Regulação de plataformas digitais: por quê e para quem?

Tiago Sousa Prado

Há alguns meses escrevi aqui sobre os desafios concorrenciais e regulatórios decorrentes do grande poder de mercado de plataformas digitais. Desde então, o número de casos antitruste abertos nos EUA para investigar potenciais práticas anticompetitivas das big techs se multiplicou.
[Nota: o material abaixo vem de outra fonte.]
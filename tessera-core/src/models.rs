use chrono::{DateTime, Duration, Utc};
use serde::{Deserialize, Serialize};
use tessera_shared::Masked;
use uuid::Uuid;

/// A sellable class of tickets for one event (e.g. "General Admission").
#[derive(Debug, Clone, Serialize, Deserialize, PartialEq, Eq)]
pub struct TicketType {
    pub id: Uuid,
    pub event_id: Uuid,
    pub name: String,
    /// Price per ticket in minor currency units.
    pub unit_price: i64,
    pub currency: String,
    pub total_capacity: i32,
    pub sold_count: i32,
    /// Bumped on every mutation of `sold_count`.
    pub version: i64,
}

impl TicketType {
    pub fn new(event_id: Uuid, name: impl Into<String>, unit_price: i64, total_capacity: i32) -> Self {
        Self {
            id: Uuid::new_v4(),
            event_id,
            name: name.into(),
            unit_price,
            currency: "USD".to_string(),
            total_capacity,
            sold_count: 0,
            version: 0,
        }
    }
}

#[derive(Debug, Clone, Copy, Serialize, Deserialize, PartialEq, Eq, Hash)]
#[serde(rename_all = "lowercase")]
pub enum ReservationStatus {
    Active,
    Completed,
    Expired,
    Cancelled,
}

impl ReservationStatus {
    pub fn is_terminal(self) -> bool {
        !matches!(self, ReservationStatus::Active)
    }

    pub fn as_str(self) -> &'static str {
        match self {
            ReservationStatus::Active => "active",
            ReservationStatus::Completed => "completed",
            ReservationStatus::Expired => "expired",
            ReservationStatus::Cancelled => "cancelled",
        }
    }

    pub fn parse(value: &str) -> Option<Self> {
        match value {
            "active" => Some(ReservationStatus::Active),
            "completed" => Some(ReservationStatus::Completed),
            "expired" => Some(ReservationStatus::Expired),
            "cancelled" => Some(ReservationStatus::Cancelled),
            _ => None,
        }
    }
}

/// A time-bounded hold on ticket inventory.
#[derive(Debug, Clone, Serialize, Deserialize, PartialEq, Eq)]
pub struct Reservation {
    pub id: Uuid,
    pub ticket_type_id: Uuid,
    pub session_id: String,
    pub quantity: i32,
    pub status: ReservationStatus,
    pub reserved_at: DateTime<Utc>,
    pub expires_at: DateTime<Utc>,
}

impl Reservation {
    /// Whether this hold still counts against availability at `now`.
    pub fn is_held_at(&self, now: DateTime<Utc>) -> bool {
        self.status == ReservationStatus::Active && self.expires_at > now
    }
}

/// Everything storage needs to insert a hold row.
#[derive(Debug, Clone)]
pub struct NewReservation {
    pub ticket_type_id: Uuid,
    pub session_id: String,
    pub quantity: i32,
    pub reserved_at: DateTime<Utc>,
    pub expires_at: DateTime<Utc>,
}

impl NewReservation {
    pub fn new(ticket_type_id: Uuid, session_id: &str, quantity: i32, hold_minutes: i64) -> Self {
        let now = Utc::now();
        Self {
            ticket_type_id,
            session_id: session_id.to_string(),
            quantity,
            reserved_at: now,
            expires_at: now + Duration::minutes(hold_minutes),
        }
    }
}

/// Result of the atomic check-and-insert.
#[derive(Debug, Clone, PartialEq, Eq)]
pub enum ReserveOutcome {
    Reserved(Reservation),
    Insufficient { available_quantity: i32 },
}

#[derive(Debug, Clone, Copy, Serialize, Deserialize, PartialEq, Eq)]
#[serde(rename_all = "camelCase")]
pub struct AvailabilityRequest {
    pub ticket_type_id: Uuid,
    pub quantity: i32,
}

#[derive(Debug, Clone, Serialize, Deserialize, PartialEq, Eq)]
#[serde(rename_all = "camelCase")]
pub struct AvailabilityCheck {
    pub ticket_type_id: Uuid,
    pub available: bool,
    pub available_quantity: i32,
    pub requested_quantity: i32,
}

/// A cart line as submitted by the buyer. Any client-side price is ignored;
/// pricing always comes from the live ticket type.
#[derive(Debug, Clone, Serialize, Deserialize)]
#[serde(rename_all = "camelCase")]
pub struct CartItem {
    pub ticket_type_id: Uuid,
    pub quantity: i32,
    #[serde(default)]
    pub unit_price: Option<i64>,
}

impl CartItem {
    pub fn new(ticket_type_id: Uuid, quantity: i32) -> Self {
        Self { ticket_type_id, quantity, unit_price: None }
    }

    pub fn as_request(&self) -> AvailabilityRequest {
        AvailabilityRequest {
            ticket_type_id: self.ticket_type_id,
            quantity: self.quantity,
        }
    }
}

#[derive(Debug, Clone, Serialize, Deserialize)]
#[serde(rename_all = "camelCase")]
pub struct CustomerInfo {
    pub email: Masked<String>,
    pub first_name: String,
    pub last_name: String,
    #[serde(default)]
    pub phone: Option<Masked<String>>,
}

impl CustomerInfo {
    pub fn new(email: &str, first_name: &str, last_name: &str) -> Self {
        Self {
            email: Masked::from(email),
            first_name: first_name.to_string(),
            last_name: last_name.to_string(),
            phone: None,
        }
    }

    pub fn full_name(&self) -> String {
        format!("{} {}", self.first_name, self.last_name)
    }
}

/// A priced order line derived from a live ticket type.
#[derive(Debug, Clone, Serialize, Deserialize, PartialEq, Eq)]
#[serde(rename_all = "camelCase")]
pub struct OrderLine {
    pub ticket_type_id: Uuid,
    pub reservation_id: Uuid,
    pub name: String,
    pub quantity: i32,
    pub unit_price: i64,
}

impl OrderLine {
    pub fn line_total(&self) -> i64 {
        self.unit_price * i64::from(self.quantity)
    }
}

#[derive(Debug, Clone, Copy, Serialize, Deserialize, PartialEq, Eq)]
#[serde(rename_all = "snake_case")]
pub enum OrderStatus {
    Pending,
    Processing,
    AwaitingPayment,
    Completed,
    Cancelled,
    Refunded,
}

impl OrderStatus {
    pub fn as_str(self) -> &'static str {
        match self {
            OrderStatus::Pending => "pending",
            OrderStatus::Processing => "processing",
            OrderStatus::AwaitingPayment => "awaiting_payment",
            OrderStatus::Completed => "completed",
            OrderStatus::Cancelled => "cancelled",
            OrderStatus::Refunded => "refunded",
        }
    }

    /// Refunded and cancelled are final; a completed order can only be
    /// refunded or cancelled.
    pub fn can_transition_to(self, to: OrderStatus) -> bool {
        use OrderStatus::*;
        match (self, to) {
            (a, b) if a == b => true,
            (Pending | Processing | AwaitingPayment, Processing | AwaitingPayment | Completed | Cancelled) => true,
            (Completed, Refunded | Cancelled) => true,
            _ => false,
        }
    }

    pub fn parse(value: &str) -> Option<Self> {
        match value {
            "pending" => Some(OrderStatus::Pending),
            "processing" => Some(OrderStatus::Processing),
            "awaiting_payment" => Some(OrderStatus::AwaitingPayment),
            "completed" => Some(OrderStatus::Completed),
            "cancelled" => Some(OrderStatus::Cancelled),
            "refunded" => Some(OrderStatus::Refunded),
            _ => None,
        }
    }
}

/// Persisted purchase record. Only ever created once every line holds inventory.
#[derive(Debug, Clone, Serialize, Deserialize)]
#[serde(rename_all = "camelCase")]
pub struct Order {
    pub id: Uuid,
    pub event_id: Uuid,
    pub customer: CustomerInfo,
    pub items: Vec<OrderLine>,
    pub total_amount: i64,
    pub currency: String,
    pub payment_status: crate::payment::PaymentStatus,
    pub status: OrderStatus,
    pub payment_gateway: Option<crate::payment::GatewayType>,
    /// Provider transaction id; webhooks and refunds look orders up by it.
    pub payment_reference: Option<String>,
    pub created_at: DateTime<Utc>,
    pub updated_at: DateTime<Utc>,
}

#[cfg(test)]
mod tests {
    use super::*;

    #[test]
    fn test_terminal_statuses() {
        assert!(!ReservationStatus::Active.is_terminal());
        assert!(ReservationStatus::Completed.is_terminal());
        assert!(ReservationStatus::Expired.is_terminal());
        assert!(ReservationStatus::Cancelled.is_terminal());
    }

    #[test]
    fn test_expired_hold_is_not_held() {
        let now = Utc::now();
        let reservation = Reservation {
            id: Uuid::new_v4(),
            ticket_type_id: Uuid::new_v4(),
            session_id: "s-1".to_string(),
            quantity: 2,
            status: ReservationStatus::Active,
            reserved_at: now - Duration::minutes(20),
            expires_at: now - Duration::minutes(5),
        };
        assert!(!reservation.is_held_at(now));
    }

    #[test]
    fn test_order_status_round_trips_through_str() {
        for status in [OrderStatus::Pending, OrderStatus::AwaitingPayment, OrderStatus::Refunded] {
            assert_eq!(OrderStatus::parse(status.as_str()), Some(status));
        }
    }
}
No entanto, na academia, alguns autores argumentam que as longas batalhas travadas entre autoridades antitruste e as big techs nas últimas duas décadas demonstraram as limitações de remédios puramente ex-post para fomentar a concorrência na economia digital. 

Como alternativa, tem ganhado espaço a discussão sobre adoção de remédios regulatórios (ex-ante), mais flexíveis e ágeis, sobre as plataformas dominantes. [1] O objetivo seria prover uma resposta rápida, capaz de reduzir barreiras à entrada de novos players em mercados dominados pelas grandes plataformas, sem ameaçar a manutenção de incentivos à inovação na economia digital. Para isso, a interoperabilidade entre plataformas e a possibilidade de que o usuário faça portabilidade de seus dados entre plataformas estão entre as medidas regulatórias mais debatidas até o momento, assim como a criação de um código de conduta que governe a atuação das plataformas como agentes reguladores de transações (comerciais ou não) entre seus usuários. 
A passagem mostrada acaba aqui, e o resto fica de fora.